Work task ::
Scan the material and copy every line in which "NettedTax" appears.

[Material for this task]

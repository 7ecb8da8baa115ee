//! Revenue-based (consumption-style) taxes for the margin and profit
//! regimes, per epoch.

use rust_decimal::Decimal;

use super::RegimeContext;
use crate::calculations::common::{format_percent, round_half_up};
use crate::calculations::{CreditNetting, Epoch, NettedTax};
use crate::{Regime, TaxLineItem};

pub const SERVICE_TAX: &str = "Service Tax";
pub const CONSUMPTION_TAX_A: &str = "Consumption Tax A";
pub const CONSUMPTION_TAX_B: &str = "Consumption Tax B";
pub const UNIFIED_FEDERAL_TAX: &str = "Unified Federal Tax";
pub const UNIFIED_SUBNATIONAL_TAX: &str = "Unified Subnational Tax";
pub const TEST_FEDERAL_TAX: &str = "Unified Federal Tax (Test)";
pub const TEST_SUBNATIONAL_TAX: &str = "Unified Subnational Tax (Test)";

/// Revenue tax items plus the sum of their gross debits.
///
/// The debits, not the netted payables, are what the actual-profit income
/// base deducts.
#[derive(Debug, Default)]
pub(super) struct RevenueTaxes {
    pub items: Vec<TaxLineItem>,
    pub debits: Decimal,
}

impl RevenueTaxes {
    fn push_netted(
        &mut self,
        name: &str,
        rate: Decimal,
        netted: NettedTax,
    ) {
        self.debits += netted.debit;
        self.items
            .extend(netted.into_items(name, Some(format_percent(rate))));
    }

    fn push_plain(
        &mut self,
        name: &str,
        rate: Decimal,
        value: Decimal,
    ) {
        let item = TaxLineItem::on_revenue(name, value).with_rate(format_percent(rate));
        self.debits += item.value;
        self.items.push(item);
    }

    /// City-level service tax. `share` is the old tax's weight during the
    /// transition; `None` means the full, unsuffixed tax.
    fn service_tax(
        &mut self,
        ctx: &RegimeContext<'_>,
        share: Option<Decimal>,
    ) {
        let rate = ctx.config.rates.service_tax_for(&ctx.request.activity_code);
        let value = round_half_up(ctx.request.revenue * rate);
        match share {
            None => self.push_plain(SERVICE_TAX, rate, value),
            Some(share) if share > Decimal::ZERO => self.push_plain(
                &blended_name(SERVICE_TAX, share),
                rate,
                round_half_up(value * share),
            ),
            Some(_) => {}
        }
    }

    /// The legacy federal pair: credit-bearing for actual profit,
    /// cumulative (no credits) for presumed margin.
    fn legacy_federal_pair(
        &mut self,
        ctx: &RegimeContext<'_>,
    ) {
        let rates = &ctx.config.rates;
        let (rate_a, rate_b, credits) = match ctx.request.regime {
            Regime::ActualProfit => (rates.consumption_a_actual, rates.consumption_b_actual, true),
            _ => (
                rates.consumption_a_presumed,
                rates.consumption_b_presumed,
                false,
            ),
        };

        for (name, rate) in [(CONSUMPTION_TAX_A, rate_a), (CONSUMPTION_TAX_B, rate_b)] {
            let netted = CreditNetting::new(rate)
                .with_credits(credits)
                .net(ctx.request.revenue, ctx.request.normalized_credit_costs());
            self.push_netted(name, rate, netted);
        }
    }

    fn unified_federal(
        &mut self,
        ctx: &RegimeContext<'_>,
    ) {
        let rate = ctx.config.rates.unified_federal;
        let netted = CreditNetting::new(rate)
            .with_credits(ctx.unified_credits_allowed())
            .net(ctx.request.revenue, ctx.request.normalized_credit_costs());
        self.push_netted(UNIFIED_FEDERAL_TAX, rate, netted);
    }

    /// Unified subnational tax; during the transition only `share` of it is
    /// due, and credits are scaled by the same share.
    fn unified_subnational(
        &mut self,
        ctx: &RegimeContext<'_>,
        share: Option<Decimal>,
    ) {
        let rate = ctx.config.rates.unified_subnational;
        let proportion = share.unwrap_or(Decimal::ONE);
        if proportion <= Decimal::ZERO {
            return;
        }

        let netted = CreditNetting::new(rate)
            .with_credits(ctx.unified_credits_allowed())
            .scaled(proportion)
            .net(ctx.request.revenue, ctx.request.normalized_credit_costs());
        let name = match share {
            Some(share) => blended_name(UNIFIED_SUBNATIONAL_TAX, share),
            None => UNIFIED_SUBNATIONAL_TAX.to_string(),
        };
        self.push_netted(&name, rate, netted);
    }
}

fn blended_name(
    name: &str,
    share: Decimal,
) -> String {
    format!("{name} ({})", format_percent(share))
}

/// Builds the revenue taxes for the context's regime and epoch.
pub(super) fn revenue_taxes(ctx: &RegimeContext<'_>) -> RevenueTaxes {
    let mut taxes = RevenueTaxes::default();

    match ctx.epoch {
        Epoch::Legacy | Epoch::TestYear => match ctx.request.regime {
            Regime::PresumedMargin => {
                taxes.service_tax(ctx, None);
                taxes.legacy_federal_pair(ctx);
            }
            _ => {
                taxes.legacy_federal_pair(ctx);
                taxes.service_tax(ctx, None);
            }
        },
        Epoch::Hybrid => {
            taxes.unified_federal(ctx);
            taxes.service_tax(ctx, None);
        }
        Epoch::Transition { proportion } => {
            taxes.unified_federal(ctx);
            taxes.service_tax(ctx, Some(Decimal::ONE - proportion));
            taxes.unified_subnational(ctx, Some(proportion));
        }
        Epoch::FullReform => {
            taxes.unified_federal(ctx);
            taxes.unified_subnational(ctx, None);
        }
    }

    taxes
}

[/Material for this task]

Task result ::
use crate::calculations::{CreditNetting, Epoch, NettedTax};
        netted: NettedTax,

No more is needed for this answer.